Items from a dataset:

******************************

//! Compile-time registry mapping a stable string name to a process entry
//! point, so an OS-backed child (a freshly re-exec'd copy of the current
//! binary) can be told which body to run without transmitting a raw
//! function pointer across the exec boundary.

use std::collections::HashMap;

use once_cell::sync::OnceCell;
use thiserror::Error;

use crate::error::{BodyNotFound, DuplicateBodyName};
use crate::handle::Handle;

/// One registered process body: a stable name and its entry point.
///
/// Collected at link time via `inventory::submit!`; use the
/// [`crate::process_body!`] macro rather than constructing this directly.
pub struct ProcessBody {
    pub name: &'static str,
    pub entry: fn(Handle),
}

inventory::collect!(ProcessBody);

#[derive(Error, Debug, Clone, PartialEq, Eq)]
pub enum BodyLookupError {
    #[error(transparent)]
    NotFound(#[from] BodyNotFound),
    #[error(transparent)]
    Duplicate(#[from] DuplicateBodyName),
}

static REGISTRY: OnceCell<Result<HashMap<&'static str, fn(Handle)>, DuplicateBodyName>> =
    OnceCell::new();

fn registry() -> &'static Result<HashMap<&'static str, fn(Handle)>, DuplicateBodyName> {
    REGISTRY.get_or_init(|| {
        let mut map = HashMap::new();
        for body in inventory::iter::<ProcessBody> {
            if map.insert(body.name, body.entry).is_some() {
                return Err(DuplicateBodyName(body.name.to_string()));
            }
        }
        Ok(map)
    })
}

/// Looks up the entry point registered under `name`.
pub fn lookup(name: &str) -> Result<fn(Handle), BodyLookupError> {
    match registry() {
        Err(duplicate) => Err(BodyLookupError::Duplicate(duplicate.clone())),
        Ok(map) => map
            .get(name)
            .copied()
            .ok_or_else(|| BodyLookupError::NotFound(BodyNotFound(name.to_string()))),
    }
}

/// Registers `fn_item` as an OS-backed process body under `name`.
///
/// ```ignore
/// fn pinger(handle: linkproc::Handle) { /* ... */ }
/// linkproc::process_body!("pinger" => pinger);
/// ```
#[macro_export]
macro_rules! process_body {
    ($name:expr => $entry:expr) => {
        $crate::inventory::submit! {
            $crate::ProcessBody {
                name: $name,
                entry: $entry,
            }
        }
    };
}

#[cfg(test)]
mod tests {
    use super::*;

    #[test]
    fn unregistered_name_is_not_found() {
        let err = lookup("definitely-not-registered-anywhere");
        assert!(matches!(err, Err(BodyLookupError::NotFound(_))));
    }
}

******************************

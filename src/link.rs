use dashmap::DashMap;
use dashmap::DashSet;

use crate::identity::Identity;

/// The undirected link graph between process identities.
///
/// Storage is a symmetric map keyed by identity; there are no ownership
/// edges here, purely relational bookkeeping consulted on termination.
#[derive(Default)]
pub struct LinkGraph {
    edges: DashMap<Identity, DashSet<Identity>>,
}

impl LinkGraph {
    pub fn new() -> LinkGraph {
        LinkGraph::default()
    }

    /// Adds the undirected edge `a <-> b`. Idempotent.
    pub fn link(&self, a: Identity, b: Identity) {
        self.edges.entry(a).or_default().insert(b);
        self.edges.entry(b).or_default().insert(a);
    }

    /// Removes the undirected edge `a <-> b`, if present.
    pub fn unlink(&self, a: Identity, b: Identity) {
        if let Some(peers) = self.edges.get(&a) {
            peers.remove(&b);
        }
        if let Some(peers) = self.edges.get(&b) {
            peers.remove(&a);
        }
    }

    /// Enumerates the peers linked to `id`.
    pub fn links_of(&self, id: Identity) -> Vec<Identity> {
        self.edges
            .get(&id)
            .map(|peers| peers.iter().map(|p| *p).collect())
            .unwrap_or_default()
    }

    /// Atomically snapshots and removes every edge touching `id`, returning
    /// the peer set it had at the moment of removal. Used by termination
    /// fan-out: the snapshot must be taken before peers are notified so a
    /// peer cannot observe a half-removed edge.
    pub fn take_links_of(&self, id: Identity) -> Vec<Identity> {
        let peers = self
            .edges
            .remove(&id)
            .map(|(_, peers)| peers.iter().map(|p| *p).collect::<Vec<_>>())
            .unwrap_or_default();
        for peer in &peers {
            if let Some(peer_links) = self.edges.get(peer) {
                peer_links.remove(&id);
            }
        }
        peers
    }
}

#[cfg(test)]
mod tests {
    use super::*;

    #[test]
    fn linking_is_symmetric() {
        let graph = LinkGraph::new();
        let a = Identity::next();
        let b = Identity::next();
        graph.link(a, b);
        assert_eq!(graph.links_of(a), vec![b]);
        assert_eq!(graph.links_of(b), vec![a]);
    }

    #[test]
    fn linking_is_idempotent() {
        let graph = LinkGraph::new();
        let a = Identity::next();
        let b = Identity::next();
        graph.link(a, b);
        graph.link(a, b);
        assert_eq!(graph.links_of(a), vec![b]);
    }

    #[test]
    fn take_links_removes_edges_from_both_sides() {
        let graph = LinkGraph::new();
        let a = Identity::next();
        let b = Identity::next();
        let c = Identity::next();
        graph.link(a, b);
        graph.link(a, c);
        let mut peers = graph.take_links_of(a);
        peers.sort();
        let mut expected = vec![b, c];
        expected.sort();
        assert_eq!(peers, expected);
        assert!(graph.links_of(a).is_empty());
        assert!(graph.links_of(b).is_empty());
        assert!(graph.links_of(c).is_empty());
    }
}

******************************

- Try it
Pull every line holding "HashMap" out of the records.

- The completed task
use std::collections::HashMap;
static REGISTRY: OnceCell<Result<HashMap<&'static str, fn(Handle)>, DuplicateBodyName>> =
fn registry() -> &'static Result<HashMap<&'static str, fn(Handle)>, DuplicateBodyName> {
        let mut map = HashMap::new();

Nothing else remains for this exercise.